SHINE gains exclusive license for Lu-177 radioisotope production

Janesville, Wisconsin-based SHINE Medical Technologies has announced  an agreement with the Institute of Organic Chemistry and Biochemistry of the CAS (IOCB Prague), gaining exclusive rights for an innovation to produce lutetium-177 (Lu-177).

The intellectual property license agreement provides SHINE a global, exclusive license for a method to separate rare earth elements. The company will use the technique to produce the cancer treatment isotope Lu-177, according to a news release.

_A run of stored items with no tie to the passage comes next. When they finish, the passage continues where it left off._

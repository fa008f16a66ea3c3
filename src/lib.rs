//! AquaSense telemetry-link library.
//!
//! Exposes the protocol codec, the two peer endpoint state machines
//! (Controller and Platform), and the classification pipeline for
//! integration testing and external inspection.  The binary wires both
//! endpoints into a loopback simulation; a real deployment links one
//! endpoint per device and injects its own `ByteTransport`.

#![deny(unused_must_use)]

pub mod app;
pub mod channels;
pub mod config;
pub mod controller;
pub mod link;
pub mod pipeline;
pub mod platform;
pub mod sensors;

pub mod error;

“The Lu-177-based cancer therapeutics under development now show tremendous promise for doing a huge amount of good in the world,” said Greg Piefer, SHINE founder and CEO, in the release. “SHINE is committed to ensuring there is enough Lu-177 to meet demand as more and more patients benefit from these products.”

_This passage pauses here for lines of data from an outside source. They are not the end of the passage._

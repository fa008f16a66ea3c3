//! Classification / aggregation pipeline.
//!
//! Consumes the controller's pipeline channel and drives the indicator.
//! The stage itself is synchronous; [`task`] wraps it in the channel
//! loop and supplies the controller-state gate.

pub mod aggregate;
pub mod classify;
pub mod task;

use log::{debug, info};

use crate::app::ports::IndicatorPort;
use crate::channels::PipelineMsg;
use crate::link::message::SensorTag;

pub use aggregate::{AggregatedRecord, Aggregator, BATCH_SIZE};
pub use classify::{classify, physical, Band};

/// The pipeline stage: classify, aggregate, flush.
#[derive(Debug, Default)]
pub struct PipelineStage {
    aggregator: Aggregator,
}

impl PipelineStage {
    pub fn new() -> Self {
        Self::default()
    }

    /// Process one pipeline message.
    ///
    /// `gate_open` reflects whether the controller is in its telemetry
    /// state; flushed records are suppressed while it is not, so a stale
    /// batch can never light the lamps mid-teardown.
    pub fn handle(
        &mut self,
        msg: PipelineMsg,
        gate_open: bool,
        indicator: &mut impl IndicatorPort,
    ) {
        match msg {
            PipelineMsg::Reading(reading) => {
                let band = classify(reading.tag, reading.value);
                debug!(
                    "classified {:?} {} -> {band:?}",
                    reading.tag,
                    physical(reading.tag, reading.value)
                );
                if gate_open {
                    indicator.apply(reading.tag, band);
                }
                if let Some(record) = self.aggregator.push(reading.tag, band) {
                    if gate_open {
                        indicator.apply_record(&record);
                    } else {
                        debug!("record flush suppressed outside telemetry state");
                    }
                }
            }
            PipelineMsg::Deassert => {
                self.aggregator.reset();
                indicator.all_off();
            }
        }
    }
}

/// Indicator that reports band records on the log, used by the loopback
/// binary in place of real lamps.
#[derive(Debug, Default)]
pub struct LogIndicator;

impl IndicatorPort for LogIndicator {
    fn apply(&mut self, tag: SensorTag, band: Band) {
        debug!("indicator: {tag:?} -> {band:?}");
    }

    fn apply_record(&mut self, record: &AggregatedRecord) {
        info!(
            "indicator: turbidity={:?} microplastic={:?} do={:?}",
            record.slots[0], record.slots[1], record.slots[2]
        );
    }

    fn all_off(&mut self) {
        info!("indicator: all off");
    }
}

#[cfg(test)]
mod tests {
    use super::*;
    use crate::link::message::{ScaledReading, SensorTag};

    #[derive(Debug, Default)]
    struct RecordingIndicator {
        applies: std::vec::Vec<(SensorTag, Band)>,
        records: std::vec::Vec<AggregatedRecord>,
        all_off_calls: usize,
    }

    impl IndicatorPort for RecordingIndicator {
        fn apply(&mut self, tag: SensorTag, band: Band) {
            self.applies.push((tag, band));
        }

        fn apply_record(&mut self, record: &AggregatedRecord) {
            self.records.push(*record);
        }

        fn all_off(&mut self) {
            self.all_off_calls += 1;
        }
    }

    fn reading(tag: SensorTag, value: u32) -> PipelineMsg {
        PipelineMsg::Reading(ScaledReading { tag, value })
    }

    #[test]
    fn third_reading_flushes_record() {
        let mut stage = PipelineStage::new();
        let mut indicator = RecordingIndicator::default();

        stage.handle(reading(SensorTag::Turbidity, 500), true, &mut indicator);
        stage.handle(reading(SensorTag::Microplastic, 1_000), true, &mut indicator);
        assert!(indicator.records.is_empty());

        stage.handle(reading(SensorTag::DOLevel, 300), true, &mut indicator);
        assert_eq!(indicator.records.len(), 1);
        assert_eq!(
            indicator.records[0].slots,
            [Band::Green, Band::Yellow, Band::Red]
        );

        // Every reading also drove its own lamp immediately.
        assert_eq!(
            indicator.applies,
            [
                (SensorTag::Turbidity, Band::Green),
                (SensorTag::Microplastic, Band::Yellow),
                (SensorTag::DOLevel, Band::Red),
            ]
        );
    }

    #[test]
    fn closed_gate_suppresses_flush() {
        let mut stage = PipelineStage::new();
        let mut indicator = RecordingIndicator::default();

        for _ in 0..3 {
            stage.handle(reading(SensorTag::Turbidity, 500), false, &mut indicator);
        }
        assert!(indicator.records.is_empty());
        assert!(indicator.applies.is_empty());
    }

    #[test]
    fn deassert_clears_and_extinguishes() {
        let mut stage = PipelineStage::new();
        let mut indicator = RecordingIndicator::default();

        stage.handle(reading(SensorTag::Turbidity, 500), true, &mut indicator);
        stage.handle(reading(SensorTag::Microplastic, 100), true, &mut indicator);
        stage.handle(PipelineMsg::Deassert, true, &mut indicator);
        assert_eq!(indicator.all_off_calls, 1);

        // The interrupted batch is gone; a fresh one takes three readings.
        stage.handle(reading(SensorTag::DOLevel, 800), true, &mut indicator);
        stage.handle(reading(SensorTag::DOLevel, 800), true, &mut indicator);
        assert!(indicator.records.is_empty());
        stage.handle(reading(SensorTag::DOLevel, 800), true, &mut indicator);
        assert_eq!(indicator.records.len(), 1);
        assert_eq!(
            indicator.records[0].slots,
            [Band::Uninitialized, Band::Uninitialized, Band::Green]
        );
    }
}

According to the release, the agreement comes one week after SHINE broke ground on its U.S. medical isotope production facility in Janesville. In addition to Lu-177, SHINE will produce Mo-99 at the facility and is also pursuing the ability to create its own ytterbium-176 starting material.

The Wisconsin-based company was one of four to receive up to $15 million in funding from the Department of Energy to produce domestic Mo-99 back in February.

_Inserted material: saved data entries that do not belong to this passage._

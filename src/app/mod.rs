//! Application seams: the port traits the state machines talk through
//! and the event stream they publish.

pub mod events;
pub mod ports;

pub use events::{AppEvent, LogEventSink};
pub use ports::{EventSink, IndicatorPort, LinkPort, ReadingSource};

“Separation of rare earth elements is notoriously difficult, particularly if they are radioactive and must be extremely pure. Our technology was developed specifically for this purpose and has a potential to improve speed and scale of Lu-177 production. As a scientist, I am thrilled that the years in the lab may bring a real-world application, especially if it helps cancer patients,” said Miloslav Polášek of IOCB Prague, in the same release.